Exercise >>
Reproduce only the stretch of entries below that begins at the first line and ends at the line holding "static ref RETIREMENT_INCOME: Regex".

Dataset entries
· · · ·
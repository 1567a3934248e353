//! Input classification rules
//!
//! An ordered list of heuristic rules over a raw user utterance. Each rule
//! returns a tagged signal or nothing; the first match wins, so precedence
//! is the order of `RULES` and nothing else. The signal tags the utterance
//! for staging; fact capture in the state reducers inspects every pattern
//! separately, since one message can carry several facts at once.

use lazy_static::lazy_static;
use regex::Regex;

lazy_static! {
    static ref AGE_PATTERNS: Vec<Regex> = vec![
        Regex::new(r"(?i)\b(\d+)\s*(?:years?\s*old|yrs?\s*old|years?)\b").unwrap(),
        Regex::new(r"(?i)\bam\s*(\d+)\b").unwrap(),
        Regex::new(r"(?i)\bage\s*(?:is|of|:|=)?\s*(\d+)\b").unwrap(),
    ];
    static ref RETIRE_AGE: Regex =
        Regex::new(r"(?i)retire\s+(?:at\s+)?(?:age\s+)?(\d+)").unwrap();
    static ref RETIREMENT_INCOME: Regex =
        Regex::new(r"(?i)(\d+(?:\.\d+)?)\s*k\s*(?:chf|per\s+year)").unwrap();

    // Value shapes a short reply can take: plain number, thousands,
    // millions, percentage
    static ref VALUE_SHAPES: Vec<Regex> = vec![
        Regex::new(r"^\d+(\.\d+)?$").unwrap(),
        Regex::new(r"^\d+(\.\d+)?[kK]$").unwrap(),
        Regex::new(r"^\d+(\.\d+)?[mM]$").unwrap(),
        Regex::new(r"^\d+(\.\d+)?%$").unwrap(),
        Regex::new(r"^[\d,.]+[kmKM]?$").unwrap(),
    ];

    static ref CONFIRMATION_WORDS: Regex =
        Regex::new(r"(?i)^(yes|no|yeah|nope|sure|ok|correct|right|exactly|confirm|agree)$")
            .unwrap();
    static ref PROCEED_WORDS: Regex =
        Regex::new(r"(?i)^(yes|yeah|sure|ok|proceed|continue|go ahead)$").unwrap();
}

/// Outcome of classifying one raw user utterance
#[derive(Debug, Clone, PartialEq)]
pub enum InputSignal {
    /// The user stated their current age
    AgeStatement(u32),
    /// "retire at age N"
    RetirementAge(u32),
    /// "Nk CHF per year" target income, already multiplied out
    RetirementIncome(f64),
    /// Short reply shaped like a bare value (number, 500k, 1m, 3.5%)
    ShortValue(String),
    /// Short yes/no style reply
    ShortConfirmation(String),
    /// Short but not value- or confirmation-shaped
    ShortOther(String),
    /// Full sentence; topic extraction applies, no rewriting
    Full,
}

/// One entry in the ordered rule list
pub struct ClassifierRule {
    pub name: &'static str,
    matcher: fn(&str) -> Option<InputSignal>,
}

/// Rules in priority order. Age and retirement statements outrank the
/// short-response shapes so "I am 35" never degrades to a bare value.
pub const RULES: &[ClassifierRule] = &[
    ClassifierRule { name: "age_statement", matcher: match_age },
    ClassifierRule { name: "retirement_age", matcher: match_retirement_age },
    ClassifierRule { name: "retirement_income", matcher: match_retirement_income },
    ClassifierRule { name: "short_value", matcher: match_short_value },
    ClassifierRule { name: "short_confirmation", matcher: match_short_confirmation },
    ClassifierRule { name: "short_other", matcher: match_short_other },
];

pub fn classify(input: &str) -> InputSignal {
    let trimmed = input.trim();
    for rule in RULES {
        if let Some(signal) = (rule.matcher)(trimmed) {
            return signal;
        }
    }
    InputSignal::Full
}

pub fn token_count(input: &str) -> usize {
    input.split_whitespace().count()
}

/// Short replies get contextual rewriting; longer input feeds topic
/// extraction instead.
pub fn is_short_reply(input: &str) -> bool {
    token_count(input) <= 5
}

/// The stricter cutoff used when merging a reply with pending topic state.
pub fn is_fragment(input: &str) -> bool {
    token_count(input) <= 3
}

/// Plain current-age extraction, range (0, 120) exclusive.
///
/// "retire at age 60" carries a retirement age, not a current age, so that
/// span is blanked out before the age patterns run.
pub fn extract_age(input: &str) -> Option<u32> {
    let scrubbed;
    let haystack = if let Some(m) = RETIRE_AGE.find(input) {
        scrubbed = format!("{}{}", &input[..m.start()], &input[m.end()..]);
        scrubbed.as_str()
    } else {
        input
    };

    for pattern in AGE_PATTERNS.iter() {
        if let Some(captures) = pattern.captures(haystack) {
            if let Ok(age) = captures[1].parse::<u32>() {
                if age > 0 && age < 120 {
                    return Some(age);
                }
            }
        }
    }
    None
}

pub fn extract_retirement_age(input: &str) -> Option<u32> {
    RETIRE_AGE
        .captures(input)
        .and_then(|c| c[1].parse::<u32>().ok())
}

pub fn extract_retirement_income(input: &str) -> Option<f64> {
    RETIREMENT_INCOME
        .captures(input)
        .and_then(|c| c[1].parse::<f64>().ok())
        .map(|thousands| thousands * 1000.0)
}

pub fn is_value_shaped(input: &str) -> bool {
    let trimmed = input.trim();
    !trimmed.is_empty() && VALUE_SHAPES.iter().any(|shape| shape.is_match(trimmed))
}

pub fn is_confirmation(input: &str) -> bool {
    CONFIRMATION_WORDS.is_match(input.trim())
}

/// The narrower "go ahead" vocabulary that resumes a pending calculation.
pub fn is_proceed_confirmation(input: &str) -> bool {
    PROCEED_WORDS.is_match(input.trim())
}

fn match_age(input: &str) -> Option<InputSignal> {
    extract_age(input).map(InputSignal::AgeStatement)
}

fn match_retirement_age(input: &str) -> Option<InputSignal> {
    extract_retirement_age(input).map(InputSignal::RetirementAge)
}

fn match_retirement_income(input: &str) -> Option<InputSignal> {
    extract_retirement_income(input).map(InputSignal::RetirementIncome)
}

fn match_short_value(input: &str) -> Option<InputSignal> {
    if is_short_reply(input) && is_value_shaped(input) {
        Some(InputSignal::ShortValue(input.to_string()))
    } else {
        None
    }
}

fn match_short_confirmation(input: &str) -> Option<InputSignal> {
    if is_short_reply(input) && is_confirmation(input) {
        Some(InputSignal::ShortConfirmation(input.to_string()))
    } else {
        None
    }
}

fn match_short_other(input: &str) -> Option<InputSignal> {
    if is_short_reply(input) {
        Some(InputSignal::ShortOther(input.to_string()))
    } else {
        None
    }
}

#[cfg(test)]
mod tests {
    use super::*;

    #[test]
    fn test_age_statement_variants() {
        assert_eq!(classify("I am 30 years old"), InputSignal::AgeStatement(30));
        assert_eq!(classify("I am 42"), InputSignal::AgeStatement(42));
        assert_eq!(classify("my age is 55"), InputSignal::AgeStatement(55));
        assert_eq!(classify("35 years"), InputSignal::AgeStatement(35));
    }

    #[test]
    fn test_age_range_is_exclusive() {
        assert_ne!(classify("I am 0 years old"), InputSignal::AgeStatement(0));
        assert_ne!(classify("I am 120 years old"), InputSignal::AgeStatement(120));
        assert_eq!(classify("I am 119 years old"), InputSignal::AgeStatement(119));
    }

    #[test]
    fn test_retirement_age_outranks_plain_age() {
        // "retire at age 60" also contains a bare number; the age rule does
        // not fire because no age pattern matches, and the retire rule does
        assert_eq!(
            classify("I want to retire at age 60"),
            InputSignal::RetirementAge(60)
        );
        assert_eq!(classify("retire at 65"), InputSignal::RetirementAge(65));
    }

    #[test]
    fn test_retirement_income_multiplies_thousands() {
        assert_eq!(
            classify("80k chf"),
            InputSignal::RetirementIncome(80_000.0)
        );
        assert_eq!(
            extract_retirement_income("I want 100k per year"),
            Some(100_000.0)
        );
    }

    #[test]
    fn test_short_value_shapes() {
        assert_eq!(classify("35000"), InputSignal::ShortValue("35000".to_string()));
        assert_eq!(classify("500k"), InputSignal::ShortValue("500k".to_string()));
        assert_eq!(classify("1.5m"), InputSignal::ShortValue("1.5m".to_string()));
        assert_eq!(classify("3.5%"), InputSignal::ShortValue("3.5%".to_string()));
    }

    #[test]
    fn test_short_confirmation() {
        assert_eq!(classify("yes"), InputSignal::ShortConfirmation("yes".to_string()));
        assert_eq!(classify("Sure"), InputSignal::ShortConfirmation("Sure".to_string()));
        assert!(is_proceed_confirmation("go ahead"));
        assert!(!is_proceed_confirmation("nope"));
    }

    #[test]
    fn test_full_sentence_passes_through() {
        assert_eq!(
            classify("What would my mortgage payment be for a house in Geneva?"),
            InputSignal::Full
        );
    }

    #[test]
    fn test_short_other_catches_unshaped_fragments() {
        assert_eq!(
            classify("the blue one"),
            InputSignal::ShortOther("the blue one".to_string())
        );
    }

    #[test]
    fn test_fragment_cutoff() {
        assert!(is_fragment("1m chf"));
        assert!(!is_fragment("I think around one million or so"));
        assert!(is_short_reply("maybe around 500k total"));
    }
}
· · · ·
Worked solution >>
repository 1567a3934248e353
//! Input classification rules
//!
//! An ordered list of heuristic rules over a raw user utterance. Each rule
//! returns a tagged signal or nothing; the first match wins, so precedence
//! is the order of `RULES` and nothing else. The signal tags the utterance
//! for staging; fact capture in the state reducers inspects every pattern
//! separately, since one message can carry several facts at once.

use lazy_static::lazy_static;
use regex::Regex;

lazy_static! {
    static ref AGE_PATTERNS: Vec<Regex> = vec![
        Regex::new(r"(?i)\b(\d+)\s*(?:years?\s*old|yrs?\s*old|years?)\b").unwrap(),
        Regex::new(r"(?i)\bam\s*(\d+)\b").unwrap(),
        Regex::new(r"(?i)\bage\s*(?:is|of|:|=)?\s*(\d+)\b").unwrap(),
    ];
    static ref RETIRE_AGE: Regex =
        Regex::new(r"(?i)retire\s+(?:at\s+)?(?:age\s+)?(\d+)").unwrap();
    static ref RETIREMENT_INCOME: Regex =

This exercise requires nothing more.